# Sig 226 vs Sig 229



## redwing829

Hey I just got to the GA. and I am looking at buying my first handgun. I am trying to deciede between the Sig 229 and the Sig 226 both in the 9mm. I am going to the range later this week to shoot both. Does anybody have a preference that they could recommend. Thanks for your help


----------



## Shipwreck

There are many Sig fans around here - I am sure one can help U. WHich one feels better in your hand, though?

<Go buy a Walther P99> :smt083 :smt083


----------



## SigZagger

I own and prefer the 229. My observations between the 229 and the 226 are as follows:

The 229 has a slide milled from a solid piece of stainless steel. The serations are smaller than the 226. The 226 slide is stamped metal. The 229 barrel is 1/2" shorter than the 226. The grip is slightly larger/longer on the service size 226. Magazine capacity differs between the two models. In short, I have small hands so the 229 fits me better. Both are trucks...one has bigger tires.:smt023


----------



## Spenser

The 229 is a nice weapon, and I think you'll find it quite accurate. I'm a big 229 fan. The heavier slide really makes the 229 handle well. The mag capacity is a bit smaller in the 229, but its compact size really makes the gun point well. It also feels quite comfortable. More so than the 226.
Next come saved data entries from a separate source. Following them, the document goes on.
use std::{
    fs,
    path::{Path, PathBuf},
    str::FromStr,
    time::Duration,
};

use anyhow::{Context as _, bail};
use serde::Deserialize;

use crate::{
    accumulator::DEFAULT_PENDING_IDLE_MS, history::DEFAULT_MAX_ENTRIES_PER_TAB,
    persistence::DEFAULT_STORAGE_TIMEOUT_MS, reconcile::DEFAULT_TOLERANCE_MS,
};

pub const PROJECT_CONFIG_FILENAME: &str = "tabcapture.toml";
pub const HOME_CONFIG_DIR: &str = ".tabcapture";
pub const HOME_CONFIG_FILENAME: &str = "config.toml";

const DEFAULT_SWEEP_INTERVAL_MS: u64 = 30_000;

#[derive(Debug, Clone, Default, Deserialize)]
#[serde(deny_unknown_fields)]
pub struct Config {
    #[serde(default)]
    pub capture: CaptureConfig,
    #[serde(default)]
    pub reconcile: ReconcileConfig,
    pub storage: Option<StorageConfig>,
    pub logging: Option<LoggingConfig>,
}

#[derive(Debug, Clone, Deserialize)]
#[serde(deny_unknown_fields, default)]
pub struct CaptureConfig {
    pub max_entries_per_tab: usize,
    pub pending_idle_ms: u64,
    pub sweep_interval_ms: u64,
    pub platform_omits_post_bodies: bool,
    pub clear_on_navigate: bool,
}

impl Default for CaptureConfig {
    fn default() -> Self {
        Self {
            max_entries_per_tab: DEFAULT_MAX_ENTRIES_PER_TAB,
            pending_idle_ms: DEFAULT_PENDING_IDLE_MS,
            sweep_interval_ms: DEFAULT_SWEEP_INTERVAL_MS,
            platform_omits_post_bodies: false,
            clear_on_navigate: false,
        }
    }
}

impl CaptureConfig {
    pub fn sweep_interval(&self) -> Duration {
        Duration::from_millis(self.sweep_interval_ms)
    }
}

#[derive(Debug, Clone, Deserialize)]
#[serde(deny_unknown_fields, default)]
pub struct ReconcileConfig {
    pub tolerance_ms: f64,
}

impl Default for ReconcileConfig {
    fn default() -> Self {
        Self {
            tolerance_ms: DEFAULT_TOLERANCE_MS,
        }
    }
}

#[derive(Debug, Clone, Deserialize)]
#[serde(deny_unknown_fields)]
pub struct StorageConfig {
    pub path: PathBuf,
    #[serde(default = "default_storage_timeout_ms")]
    pub timeout_ms: u64,
}

impl StorageConfig {
    pub fn timeout(&self) -> Duration {
        Duration::from_millis(self.timeout_ms)
    }
}

fn default_storage_timeout_ms() -> u64 {
    DEFAULT_STORAGE_TIMEOUT_MS
}

#[derive(Debug, Clone, Default, Deserialize)]
#[serde(deny_unknown_fields)]
pub struct LoggingConfig {
    pub level: Option<String>,
    pub format: Option<LogFormat>,
}

#[derive(Debug, Clone, Copy, PartialEq, Eq, Deserialize)]
#[serde(rename_all = "lowercase")]
pub enum LogFormat {
    Json,
    Pretty,
}

/// Where a loaded config came from, for error messages and startup logs.
#[derive(Debug, Clone, PartialEq, Eq)]
pub enum ConfigSource {
    Override(PathBuf),
    Project(PathBuf),
    Home(PathBuf),
    Defaults,
}

impl std::fmt::Display for ConfigSource {
    fn fmt(&self, f: &mut std::fmt::Formatter<'_>) -> std::fmt::Result {
        match self {
            Self::Override(path) => write!(f, "--config {}", path.display()),
            Self::Project(_) => write!(f, "project ./{PROJECT_CONFIG_FILENAME}"),
            Self::Home(path) => write!(f, "home {}", path.display()),
            Self::Defaults => f.write_str("built-in defaults"),
        }
    }
}

impl Config {
    /// Loads the explicit path when given, else the first of
    /// `./tabcapture.toml` and `~/.tabcapture/config.toml` that exists, else defaults.
    pub fn load(override_path: Option<&Path>) -> anyhow::Result<Self> {
        Ok(Self::load_with_source(override_path)?.0)
    }

    pub fn load_with_source(override_path: Option<&Path>) -> anyhow::Result<(Self, ConfigSource)> {
        let source = discover(override_path);
        let config = match &source {
            ConfigSource::Override(path)
            | ConfigSource::Project(path)
            | ConfigSource::Home(path) => {
                Self::from_path(path).with_context(|| format!("load config from {source}"))?
            }
            ConfigSource::Defaults => Self::default(),
        };
        Ok((config, source))
    }

    pub fn from_path(path: impl AsRef<Path>) -> anyhow::Result<Self> {
        let path = path.as_ref();
        let toml =
            fs::read_to_string(path).with_context(|| format!("read config {}", path.display()))?;
        Self::from_toml_str(&toml)
    }

    pub fn from_toml_str(toml: &str) -> anyhow::Result<Self> {
        toml.parse()
    }

    pub fn validate(&self) -> anyhow::Result<()> {
        if self.capture.max_entries_per_tab == 0 {
            bail!("`capture.max_entries_per_tab` must be at least 1");
        }
        if self.capture.pending_idle_ms == 0 {
            bail!("`capture.pending_idle_ms` must be greater than 0");
        }
        if self.capture.sweep_interval_ms == 0 {
            bail!("`capture.sweep_interval_ms` must be greater than 0");
        }
        let tolerance_ms = self.reconcile.tolerance_ms;
        if !tolerance_ms.is_finite() || tolerance_ms < 0.0 {
            bail!("`reconcile.tolerance_ms` must be a non-negative number, got {tolerance_ms}");
        }
        if let Some(storage) = self.storage.as_ref() {
            if storage.timeout_ms == 0 {
                bail!("`storage.timeout_ms` must be greater than 0");
            }
            if storage.path.as_os_str().is_empty() {
                bail!("`storage.path` cannot be empty");
            }
        }
        Ok(())
    }

    /// Storage path with a leading `~` expanded against `$HOME`.
    pub fn storage_path(&self) -> anyhow::Result<Option<PathBuf>> {
        self.storage
            .as_ref()
            .map(|storage| expand_tilde_path(&storage.path))
            .transpose()
    }
}

impl FromStr for Config {
    type Err = anyhow::Error;

    fn from_str(s: &str) -> Result<Self, Self::Err> {
        let config: Self = toml::from_str(s).context("parse config TOML")?;
        config.validate()?;
        Ok(config)
    }
}

fn discover(override_path: Option<&Path>) -> ConfigSource {
    if let Some(path) = override_path {
        return ConfigSource::Override(path.to_path_buf());
    }

    let project = PathBuf::from(PROJECT_CONFIG_FILENAME);
    if project.is_file() {
        return ConfigSource::Project(project);
    }

    if let Some(home) = home_dir() {
        let home_config = home.join(HOME_CONFIG_DIR).join(HOME_CONFIG_FILENAME);
        if home_config.is_file() {
            return ConfigSource::Home(home_config);
        }
    }

    ConfigSource::Defaults
}

fn home_dir() -> Option<PathBuf> {
    std::env::var_os("HOME")
        .filter(|home| !home.is_empty())
        .map(PathBuf::from)
}

fn expand_tilde_path(path: &Path) -> anyhow::Result<PathBuf> {
    let Ok(rest) = path.strip_prefix("~") else {
        return Ok(path.to_path_buf());
    };
    let Some(home) = home_dir() else {
        bail!("cannot expand `~` in {}: HOME is not set", path.display());
    };
    Ok(home.join(rest))
}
I'd go 229, given the choice.


----------



## SuckLead

Go with what feels best and what shoots best for you. I like the 229 but opted to buy the 226 instead. And I have never regreted my choice and have no plans to buy a 229 in the future, although knowing me I'll eventually have one anyway. The 229 may be more comfortable for carry as it has been reported to me. I've been carrying my 226 for four years now almost every day so I hardly even know it's there anymore, but at first I knew it and I knew it well! Nothing felt better than taking that belt off at the end of the day, but now just feel naked without it. 

When it comes to those two guns, in my humble opinion, it is really just a matter of prefrance.


----------



## mw03

i love my 226. then again, i'm 6'2 - 6'3, and i like the extra size on the grip.


----------



## jimg11

*Sig P229 vs P226*

In my department I was issued the P226 allong with the rest of the "Street Cops" while the detectives and top brass were issued the P229 which is just a bit shorter. I think that is is only about 1/2" shorter but there is not much difference between the 2 guns. We all had the Sig Pro 2340 which is bigger in the grip and frame etc, Either the p226 or p229 will do the job.


----------



## bangbang

*P226R has a milled slide...*



SigZagger said:


> The 229 has a slide milled from a solid piece of stainless steel. The serations are smaller than the 226. The 226 slide is stamped metal.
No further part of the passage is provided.